(Saved entries)
* * * * *

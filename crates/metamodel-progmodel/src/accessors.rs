//! Property and collection accessors.

use metamodel_kernel::naming::{capitalize, strip_prefix};
use metamodel_kernel::{
    Capabilities, Facet, FacetFactory, FacetValue, FeatureType, FeatureTypes, MetamodelError,
    MethodDescriptor, MethodRemover, Precedence, ProcessMethodContext,
    PropertyOrCollectionIdentifyingFacetFactory, facet_type,
};

/// Identifies `getX()` accessors (and `isX()` for booleans), claims them
/// as properties or collections and pairs properties with their `setX` setter.
#[derive(Debug, Default)]
pub struct AccessorFacetFactory;

impl AccessorFacetFactory {
    fn is_getter(method: &MethodDescriptor) -> bool {
        if method.is_static || !method.parameters.is_empty() || method.return_type.is_void() {
            return false;
        }
        strip_prefix(&method.name, "get").is_some()
            || (strip_prefix(&method.name, "is").is_some() && method.return_type.is_boolean())
    }

    fn process_property(ctx: &mut ProcessMethodContext<'_>) {
        let accessor = ctx.method();
        ctx.add_facet(Facet::new(
            facet_type::PROPERTY_ACCESSOR,
            Precedence::Default,
            FacetValue::Method(accessor.name.clone()),
        ));

        let setter_name = format!("set{}", capitalize(ctx.holder().name()));
        let setters = ctx.remover().remove_methods(&|method| {
            method.name == setter_name
                && method.parameters.len() == 1
                && method.parameters[0].type_ref == accessor.return_type
        });
        match setters.into_iter().next() {
            Some(setter) => {
                ctx.add_facet(Facet::new(
                    facet_type::PROPERTY_SETTER,
                    Precedence::Default,
                    FacetValue::Method(setter.name),
                ));
            }
            None => {
                ctx.add_facet(Facet::new(
                    facet_type::DISABLED,
                    Precedence::Inferred,
                    FacetValue::Flag(true),
                ));
            }
        }
    }
}

impl FacetFactory for AccessorFacetFactory {
    fn feature_types(&self) -> FeatureTypes {
        FeatureTypes::PROPERTIES_AND_COLLECTIONS
    }

    fn process_method(&self, ctx: &mut ProcessMethodContext<'_>) -> Result<(), MetamodelError> {
        match ctx.feature_type() {
            FeatureType::Property => Self::process_property(ctx),
            FeatureType::Collection => {
                let accessor = ctx.method().name.clone();
                ctx.add_facet(Facet::new(
                    facet_type::COLLECTION_ACCESSOR,
                    Precedence::Default,
                    FacetValue::Method(accessor),
                ));
            }
            _ => {}
        }
        Ok(())
    }

    fn capabilities(&self) -> Capabilities<'_> {
        Capabilities::none().with_property_or_collection_identifying(self)
    }
}

impl PropertyOrCollectionIdentifyingFacetFactory for AccessorFacetFactory {
    fn is_property_or_collection_getter(&self, method: &MethodDescriptor) -> bool {
        Self::is_getter(method)
    }

    fn is_collection_accessor(&self, method: &MethodDescriptor) -> bool {
        Self::is_getter(method) && method.return_type.is_collection()
    }

    fn find_and_remove_property_accessors(
        &self,
        remover: &mut dyn MethodRemover,
        out: &mut Vec<MethodDescriptor>,
    ) {
        out.extend(remover.remove_methods(&|method| {
            Self::is_getter(method) && !method.return_type.is_collection()
        }));
    }

    fn find_and_remove_collection_accessors(
        &self,
        remover: &mut dyn MethodRemover,
        out: &mut Vec<MethodDescriptor>,
    ) {
        out.extend(remover.remove_methods(&|method| self.is_collection_accessor(method)));
    }
}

* * * * *

**Brief:**
Please go over the data above and copy each line with "Capabilities" in it.

**Written response:**
    Capabilities, Facet, FacetFactory, FacetValue, FeatureType, FeatureTypes, MetamodelError,
    fn capabilities(&self) -> Capabilities<'_> {
        Capabilities::none().with_property_or_collection_identifying(self)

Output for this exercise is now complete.